When it comes to estate planning, it is wise to have a good understanding of the main types of taxes your estate may be exposed to, and how to best plan to minimize your estate’s tax liability. The same strategy applies to those who expect to receive a large share of a loved one’s inheritance at some point in the future. Dealing with taxation matters when someone passes away can be stressful and overwhelming, so it is best to do your homework early so you can be prepared. Our estate planning law firm helps countless clients by customizing their estate planning strategies to reduce or avoid certain types of taxes — here are a few essential tips for anyone looking to do the same.
What is the Estate Tax ?
The IRS defines the estate tax as a “tax on your right to transfer property at your death”, and it consists of an “accounting of everything you own or have certain interests in at the date of death.” For 2021, the highest estate tax rate is 40%, but only estates valued at or above $11.70 million are required to pay federal estate taxes. It is important to point out that taxes are assessed only on the value of the estate that exceeds the 11.70 million threshold, meaning most estates in this country are unlikely to have to pay federal estate taxes. However, many states have their own estate taxation structure, so check the laws in your state residence, as well as each state in which you own real estate or personal property to see if you are required to pay state estate taxes.
Many of our clients must plan around Massachusetts estate taxes, even the clients who are residents of other states, like Florida. The estate of a Massachusetts resident is subject to the state estate tax if the total of the assets owned at death exceeds $1,000,000. While the tax rate is graduated, a quick rule of thumb to estimate the amount of estate tax liability is:
(Estimated estate value – $1,000,000) x 10% = estimated MA estate tax
Although the above equation is not precise it gives a reasonable estimate. For example, lets look at a single person who passes with an estate of $2,000,000. The decedent has an exemption of $1,000,000, leaving $1,000,000 subject to the tax. At 10% the tax would be estimated at $100,000. The actual tax is $99,600.

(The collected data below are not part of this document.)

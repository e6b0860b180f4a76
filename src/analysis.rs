//! Normalized analysis results shared by every engine analyzer.

use serde::{Deserialize, Serialize};
use std::collections::HashMap;

/// Column and parameter types for one analyzed query.
#[derive(Debug, Clone, Default, PartialEq, Serialize, Deserialize)]
pub struct Analysis {
    pub columns: Vec<Column>,
    pub params: Vec<Parameter>,
}

/// A schema-qualified table name.
#[derive(Debug, Clone, Default, PartialEq, Eq, Hash, Serialize, Deserialize)]
pub struct Identifier {
    pub schema: String,
    pub name: String,
}

#[derive(Debug, Clone, Default, PartialEq, Serialize, Deserialize)]
pub struct Column {
    /// Display name as reported for the result set.
    pub name: String,
    /// Engine-reported name before aliasing.
    pub original_name: String,
    /// Canonical type name for the engine.
    pub data_type: String,
    pub not_null: bool,
    pub is_array: bool,
    pub array_dims: u32,
    /// Base table, when the engine can trace the column back to one.
    pub table: Option<Identifier>,
    #[serde(default)]
    pub unsigned: bool,
    #[serde(default)]
    pub length: Option<u32>,
}

impl Column {
    pub fn new(name: impl Into<String>, data_type: impl Into<String>) -> Self {
        let name = name.into();
        Self {
            original_name: name.clone(),
            name,
            data_type: data_type.into(),
            ..Self::default()
        }
    }

    pub fn not_null(mut self, not_null: bool) -> Self {
        self.not_null = not_null;
        self
    }

    /// Sets the array depth. A positive depth always marks the column as an array.
    pub fn array_dims(mut self, dims: u32) -> Self {
        self.array_dims = dims;
        self.is_array = self.is_array || dims > 0;
        self
    }

    pub fn table(mut self, table: Option<Identifier>) -> Self {
        self.table = table;
        self
    }
}

/// A positional query parameter. `number` is 1-based.
#[derive(Debug, Clone, PartialEq, Serialize, Deserialize)]
pub struct Parameter {
    pub number: u32,
    pub column: Column,
}

impl Parameter {
    /// A nullable parameter of the given type, named through `names` when available.
    pub fn new(number: u32, data_type: impl Into<String>, names: Option<&dyn ParamNames>) -> Self {
        let name = names
            .and_then(|n| n.name_for(number as usize))
            .unwrap_or_default();
        Self {
            number,
            column: Column {
                name,
                data_type: data_type.into(),
                ..Column::default()
            },
        }
    }
}

/// The part of a parsed statement the analyzers need: its byte offset in the source.
pub trait Node: Send + Sync {
    fn pos(&self) -> usize;
}

impl Node for usize {
    fn pos(&self) -> usize {
        *self
    }
}

/// Maps 1-based parameter ordinals to the names used in the query source.
pub trait ParamNames: Send + Sync {
    fn name_for(&self, ordinal: usize) -> Option<String>;
}

/// A simple ordinal-to-name table.
#[derive(Debug, Clone, Default)]
pub struct NamedParams {
    names: HashMap<usize, String>,
}

impl NamedParams {
    pub fn new() -> Self {
        Self::default()
    }

    pub fn insert(&mut self, ordinal: usize, name: impl Into<String>) {
        self.names.insert(ordinal, name.into());
    }
}

impl FromIterator<(usize, String)> for NamedParams {
    fn from_iter<I: IntoIterator<Item = (usize, String)>>(iter: I) -> Self {
        Self {
            names: iter.into_iter().collect(),
        }
    }
}

impl ParamNames for NamedParams {
    fn name_for(&self, ordinal: usize) -> Option<String> {
        self.names.get(&ordinal).cloned()
    }
}

/// Tables, columns and enums read back from a live database.
#[derive(Debug, Clone, Default, PartialEq, Serialize, Deserialize)]
pub struct SchemaCatalog {
    pub default_schema: String,
    pub search_path: Vec<String>,
    pub schemas: Vec<Schema>,
}

#[derive(Debug, Clone, Default, PartialEq, Serialize, Deserialize)]
pub struct Schema {
    pub name: String,
    pub tables: Vec<Table>,
    pub enums: Vec<Enum>,
}

#[derive(Debug, Clone, Default, PartialEq, Serialize, Deserialize)]
pub struct Table {
    pub rel: Identifier,
    pub columns: Vec<CatalogColumn>,
}

#[derive(Debug, Clone, Default, PartialEq, Serialize, Deserialize)]
pub struct CatalogColumn {
    pub name: String,
    pub data_type: String,
    pub not_null: bool,
    pub is_array: bool,
    pub array_dims: u32,
    pub is_primary_key: bool,
}

#[derive(Debug, Clone, Default, PartialEq, Serialize, Deserialize)]
pub struct Enum {
    pub name: String,
    pub values: Vec<String>,
}

impl SchemaCatalog {
    pub fn new(default_schema: impl Into<String>) -> Self {
        Self {
            default_schema: default_schema.into(),
            ..Self::default()
        }
    }

    /// Returns the schema with `name`, creating it if needed.
    pub fn schema_mut(&mut self, name: &str) -> &mut Schema {
        let idx = match self.schemas.iter().position(|s| s.name == name) {
            Some(idx) => idx,
            None => {
                self.schemas.push(Schema {
                    name: name.to_string(),
                    ..Schema::default()
                });
                self.schemas.len() - 1
            }
        };
        &mut self.schemas[idx]
    }
}

impl Schema {
    /// Returns the table with `name`, creating it if needed.
    pub fn table_mut(&mut self, name: &str) -> &mut Table {
        let idx = match self.tables.iter().position(|t| t.rel.name == name) {
            Some(idx) => idx,
            None => {
                self.tables.push(Table {
                    rel: Identifier {
                        schema: self.name.clone(),
                        name: name.to_string(),
                    },
                    columns: vec![],
                });
                self.tables.len() - 1
            }
        };
        &mut self.tables[idx]
    }

    pub fn enum_mut(&mut self, name: &str) -> &mut Enum {
        let idx = match self.enums.iter().position(|e| e.name == name) {
            Some(idx) => idx,
            None => {
                self.enums.push(Enum {
                    name: name.to_string(),
                    values: vec![],
                });
                self.enums.len() - 1
            }
        };
        &mut self.enums[idx]
    }
}
use std::collections::HashMap;
use std::future::Future;
use std::sync::{Arc, Mutex};

use tokio::sync::watch;

use crate::error::{Error, Result};

type Calls<V> = Arc<Mutex<HashMap<String, watch::Receiver<Option<V>>>>>;

/// Coalesces concurrent calls that share a key.
///
/// The first caller for a key starts the work on its own task; everyone who
/// arrives before it finishes waits on the same result. Dropping a waiting
/// caller never cancels the work for the others.
pub struct SingleFlight<V> {
    calls: Calls<V>,
}

impl<V> Default for SingleFlight<V> {
    fn default() -> Self {
        Self {
            calls: Arc::new(Mutex::new(HashMap::new())),
        }
    }
}

impl<V> SingleFlight<V>
where
    V: Clone + Send + Sync + 'static,
{
    pub fn new() -> Self {
        Self::default()
    }

    pub async fn run<F, Fut>(&self, key: &str, work: F) -> Result<V>
    where
        F: FnOnce() -> Fut,
        Fut: Future<Output = V> + Send + 'static,
    {
        let mut rx = {
            let mut calls = self
                .calls
                .lock()
                .map_err(|_| Error::Aborted(key.to_string()))?;
            match calls.get(key) {
                Some(rx) => {
                    tracing::debug!(key, "joining in-flight call");
                    rx.clone()
                }
                None => {
                    let (tx, rx) = watch::channel(None);
                    calls.insert(key.to_string(), rx.clone());

                    let forget = Forget {
                        calls: self.calls.clone(),
                        key: key.to_string(),
                    };
                    let fut = work();
                    tokio::spawn(async move {
                        let value = fut.await;
                        // Forget the key before publishing so a caller that
                        // sees this result and retries starts a fresh call.
                        drop(forget);
                        let _ = tx.send(Some(value));
                    });
                    rx
                }
            }
        };

        let done = rx
            .wait_for(Option::is_some)
            .await
            .map_err(|_| Error::Aborted(key.to_string()))?;
        done.clone().ok_or_else(|| Error::Aborted(key.to_string()))
    }

    /// Number of calls currently in flight.
    pub fn in_flight(&self) -> usize {
        self.calls.lock().map(|c| c.len()).unwrap_or(0)
    }
}

/// Removes a key from the registry when the work finishes or unwinds.
struct Forget<V> {
    calls: Calls<V>,
    key: String,
}

impl<V> Drop for Forget<V> {
    fn drop(&mut self) {
        if let Ok(mut calls) = self.calls.lock() {
            calls.remove(&self.key);
        }
    }
}

#[cfg(test)]
mod tests {
    use super::*;
    use std::sync::atomic::{AtomicUsize, Ordering};
    use std::time::Duration;

    #[tokio::test]
    async fn test_concurrent_calls_share_one_execution() {
        let group = Arc::new(SingleFlight::<usize>::new());
        let runs = Arc::new(AtomicUsize::new(0));

        let mut set = tokio::task::JoinSet::new();
        for _ in 0..10 {
            let group = group.clone();
            let runs = runs.clone();
            set.spawn(async move {
                group
                    .run("k", move || async move {
                        tokio::time::sleep(Duration::from_millis(50)).await;
                        runs.fetch_add(1, Ordering::SeqCst) + 41
                    })
                    .await
                    .unwrap()
            });
        }
        while let Some(res) = set.join_next().await {
            assert_eq!(res.unwrap(), 41);
        }
        assert_eq!(runs.load(Ordering::SeqCst), 1);
        assert_eq!(group.in_flight(), 0);
    }

    #[tokio::test]
    async fn test_sequential_calls_run_again() {
        let group = SingleFlight::<u32>::new();
        assert_eq!(group.run("k", || async { 1 }).await.unwrap(), 1);
        assert_eq!(group.run("k", || async { 2 }).await.unwrap(), 2);
    }

    #[tokio::test]
    async fn test_distinct_keys_do_not_coalesce() {
        let group = SingleFlight::<&'static str>::new();
        let (a, b) = tokio::join!(
            group.run("a", || async { "a" }),
            group.run("b", || async { "b" })
        );
        assert_eq!(a.unwrap(), "a");
        assert_eq!(b.unwrap(), "b");
    }

    #[tokio::test]
    async fn test_cancelled_leader_does_not_poison_waiters() {
        let group = Arc::new(SingleFlight::<u32>::new());

        let leader = {
            let group = group.clone();
            tokio::spawn(async move {
                group
                    .run("k", || async {
                        tokio::time::sleep(Duration::from_millis(100)).await;
                        7
                    })
                    .await
            })
        };
        tokio::time::sleep(Duration::from_millis(10)).await;
        let follower = {
            let group = group.clone();
            tokio::spawn(async move { group.run("k", || async { 0 }).await })
        };
        tokio::time::sleep(Duration::from_millis(10)).await;
        leader.abort();

        assert_eq!(follower.await.unwrap().unwrap(), 7);
    }

    #[tokio::test]
    async fn test_panicking_work_reports_aborted() {
        let group = SingleFlight::<u32>::new();
        let err = group
            .run("k", || async {
                let value: Option<u32> = None;
                value.expect("work failed")
            })
            .await
            .unwrap_err();
        assert!(matches!(err, Error::Aborted(key) if key == "k"));
        assert_eq!(group.in_flight(), 0);
        assert_eq!(group.run("k", || async { 3 }).await.unwrap(), 3);
    }
}
//! Circuit breaker state machine and per-node registry.
//!
//! The breaker halts calls to a failing dependency during a cool-down.
//! Failure records live in a sliding window; the window is pruned on
//! every failure and is deliberately *not* cleared when the circuit
//! opens, so a failure observed shortly after entering half-open
//! typically reopens the circuit straight away.

use std::future::Future;
use std::sync::Arc;
use std::time::Duration;

use parking_lot::Mutex;
use rustc_hash::FxHashMap;
use tokio::time::Instant;

use crate::node::{FailureKind, NodeError};

/// The three circuit states.
#[derive(Clone, Copy, Debug, PartialEq, Eq)]
pub enum CircuitState {
    /// Calls pass through; failures accumulate in the window.
    Closed,
    /// Calls are rejected until the reset timeout elapses.
    Open,
    /// Probing: calls pass through while consecutive successes are
    /// counted toward closing.
    HalfOpen,
}

/// Tunables for a [`CircuitBreaker`].
#[derive(Clone, Debug)]
pub struct CircuitBreakerConfig {
    /// Windowed failure count that trips the circuit.
    pub failure_threshold: usize,
    /// Consecutive half-open successes required to close.
    pub success_threshold: u32,
    /// Cool-down before an open circuit lets a probe through.
    pub reset_timeout: Duration,
    /// Sliding window for failure records.
    pub failure_window: Duration,
}

impl Default for CircuitBreakerConfig {
    fn default() -> Self {
        Self {
            failure_threshold: 5,
            success_threshold: 2,
            reset_timeout: Duration::from_secs(30),
            failure_window: Duration::from_secs(60),
        }
    }
}

struct BreakerInner {
    state: CircuitState,
    failures: Vec<Instant>,
    consecutive_successes: u32,
    open_until: Option<Instant>,
}

/// Protective state machine gating calls to one node identity.
///
/// Shared across attempts and runs via `Arc`; internal state is guarded
/// by a `parking_lot::Mutex`, so one breaker may be touched by several
/// concurrently executing nodes.
pub struct CircuitBreaker {
    name: String,
    config: CircuitBreakerConfig,
    inner: Mutex<BreakerInner>,
}

impl CircuitBreaker {
    pub fn new(name: impl Into<String>, config: CircuitBreakerConfig) -> Self {
        Self {
            name: name.into(),
            config,
            inner: Mutex::new(BreakerInner {
                state: CircuitState::Closed,
                failures: Vec::new(),
                consecutive_successes: 0,
                open_until: None,
            }),
        }
    }

    /// The node identity this breaker protects.
    #[must_use]
    pub fn name(&self) -> &str {
        &self.name
    }

    /// Current state. Purely observational; the open→half-open
    /// transition happens only inside [`execute`](Self::execute).
    #[must_use]
    pub fn state(&self) -> CircuitState {
        self.inner.lock().state
    }

    /// Number of failure records currently inside the window.
    #[must_use]
    pub fn failure_count(&self) -> usize {
        self.inner.lock().failures.len()
    }

    /// Gate `operation` through the circuit.
    ///
    /// An open circuit whose reset timeout has not elapsed rejects
    /// immediately with a [`FailureKind::CircuitOpen`] error, without
    /// running the operation. Once the timeout elapses the circuit moves
    /// to half-open and the operation runs as a probe.
    pub async fn execute<T, F, Fut>(&self, operation: F) -> Result<T, NodeError>
    where
        F: FnOnce() -> Fut,
        Fut: Future<Output = Result<T, NodeError>>,
    {
        if let Some(rejection) = self.check_gate() {
            return Err(rejection);
        }
        match operation().await {
            Ok(value) => {
                self.on_success();
                Ok(value)
            }
            Err(error) => {
                self.on_failure();
                Err(error)
            }
        }
    }

    fn check_gate(&self) -> Option<NodeError> {
        let mut inner = self.inner.lock();
        if inner.state != CircuitState::Open {
            return None;
        }
        let reopen_at = inner.open_until.unwrap_or_else(Instant::now);
        if Instant::now() < reopen_at {
            return Some(NodeError::new(
                FailureKind::CircuitOpen,
                self.name.clone(),
                "circuit open; call rejected without running node logic",
            ));
        }
        tracing::debug!(breaker = %self.name, "reset timeout elapsed; probing half-open");
        inner.state = CircuitState::HalfOpen;
        inner.consecutive_successes = 0;
        None
    }

    fn on_success(&self) {
        let mut inner = self.inner.lock();
        match inner.state {
            CircuitState::HalfOpen => {
                inner.consecutive_successes += 1;
                if inner.consecutive_successes >= self.config.success_threshold {
                    tracing::info!(breaker = %self.name, "circuit closed");
                    inner.state = CircuitState::Closed;
                    inner.failures.clear();
                    inner.consecutive_successes = 0;
                    inner.open_until = None;
                }
            }
            CircuitState::Closed => inner.failures.clear(),
            CircuitState::Open => {}
        }
    }

    fn on_failure(&self) {
        let mut inner = self.inner.lock();
        let now = Instant::now();
        inner.failures.push(now);
        let window = self.config.failure_window;
        inner.failures.retain(|t| now.duration_since(*t) <= window);

        let tripped = matches!(inner.state, CircuitState::Closed | CircuitState::HalfOpen)
            && inner.failures.len() >= self.config.failure_threshold;
        if tripped {
            // The window is kept across the transition: records from
            // before opening still count, so a half-open failure usually
            // re-trips the threshold immediately.
            tracing::warn!(
                breaker = %self.name,
                failures = inner.failures.len(),
                "circuit opened"
            );
            inner.state = CircuitState::Open;
            inner.open_until = Some(now + self.config.reset_timeout);
            inner.consecutive_successes = 0;
        }
    }
}

/// Lazily creates and caches one shared breaker per node identity.
///
/// An explicitly constructed service owned by the application's
/// top-level context and injected where needed; never a global.
pub struct CircuitBreakerRegistry {
    config: CircuitBreakerConfig,
    breakers: Mutex<FxHashMap<String, Arc<CircuitBreaker>>>,
}

impl Default for CircuitBreakerRegistry {
    fn default() -> Self {
        Self::new(CircuitBreakerConfig::default())
    }
}

impl CircuitBreakerRegistry {
    /// A registry handing out breakers built from `config`.
    #[must_use]
    pub fn new(config: CircuitBreakerConfig) -> Self {
        Self {
            config,
            breakers: Mutex::new(FxHashMap::default()),
        }
    }

    /// The breaker for a node identity, created on first use.
    #[must_use]
    pub fn breaker_for(&self, node_id: &str) -> Arc<CircuitBreaker> {
        let mut breakers = self.breakers.lock();
        Arc::clone(breakers.entry(node_id.to_string()).or_insert_with(|| {
            Arc::new(CircuitBreaker::new(node_id, self.config.clone()))
        }))
    }

    /// The breaker for a node identity, if one was ever created.
    #[must_use]
    pub fn get(&self, node_id: &str) -> Option<Arc<CircuitBreaker>> {
        self.breakers.lock().get(node_id).cloned()
    }

    /// Number of breakers created so far.
    #[must_use]
    pub fn len(&self) -> usize {
        self.breakers.lock().len()
    }

    #[must_use]
    pub fn is_empty(&self) -> bool {
        self.breakers.lock().is_empty()
    }
}

#[cfg(test)]
mod tests {
    use super::*;

    #[test]
    fn registry_caches_one_breaker_per_identity() {
        let registry = CircuitBreakerRegistry::default();
        let first = registry.breaker_for("fetch");
        let again = registry.breaker_for("fetch");
        assert!(Arc::ptr_eq(&first, &again));
        assert_eq!(registry.len(), 1);
        assert!(registry.get("other").is_none());
    }
}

Residents of states other than Massachusetts may still face Massachusetts estate tax if they own Massachusetts real estate or own personal property located in Massachusetts. For example, a Florida resident who owns a summer home on Cape Cod will be subject to the Massachusetts estate tax. Let’s assume the Florida resident has an estate of $1,500,000 with Massachusetts real estate valued at $750,000. To estimate the tax of an out of state resident we need to calculate the following:
(Total Estate Size – $1,000,000)
MA Estate Tax on a MA Resident
MA Estate Tax on a MA Resident
x ((MA Real Estate Value + MA Personal Property Value)/Total Estate Size)
MA Estate Tax on Out of State Resident
So for the example of the Florida resident with an estate size of $1,500,000 and MA Real estate worth $750,000 the tax estimate is as follows:
($1,500,000 – $1,000,000) x 10% = $50,000
$50,000 x ($750,000/$1,500,000) = $25,000
So we can see that the estimated MA estate tax for our Florida resident is $25,000. In actuality, the MA Estate Tax on the estate of a Florida resident in this example would be $32,200.
It is important to recognize that every person with assets located in states other than their state of residence must be sure that his or her estate plan considers the tax requirements not only of his/her state of residence, but also the tax laws of any state in which assets are owned – it doesn’t matter whether the asset owned is a second home, a time share or property co-owned with a friend or a sibling.
What is the Gift Tax?
The gift tax is defined as a tax on the transfer of property from one individual to another. This transfer results in the donor receiving nothing in return, or receiving a return that is less than the full value of what was transferred. Many property transfers may be counted as gifts, including money, assets, use of income generated by a property, and even a low-interest or interest-free loan. Many people are aware that there is an annual gift tax exclusion of $15,000. In other words, each person may give up to $15,000 to any other person. As of 2021, any person may make many gifts of up to $15,000, as long as no more than $15,000 is given to the same person. Any gift in excess of the annual exclusion will reduce the lifetime exemption. The IRS requires every taxpayer to file a tax return (Form 709) by April 15 of the following year to report gifts in excess of $15,000.
The code allows each person an amount they may give during one’s lifetime without having to pay a transfer tax. As of 2021 the lifetime gift tax exemption is $11.70 million – the same amount as the estate tax exemption. This means an individual can make gifts during their lifetime of up to 11.70 million without being subject to the gift tax. Anytime that a taxpayer makes a reportable gift (ie. over $15,000) the lifetime exemption is reduced as is the estate tax exemption.
How does the ordinary income tax and capital gains tax apply to my estate or my trust?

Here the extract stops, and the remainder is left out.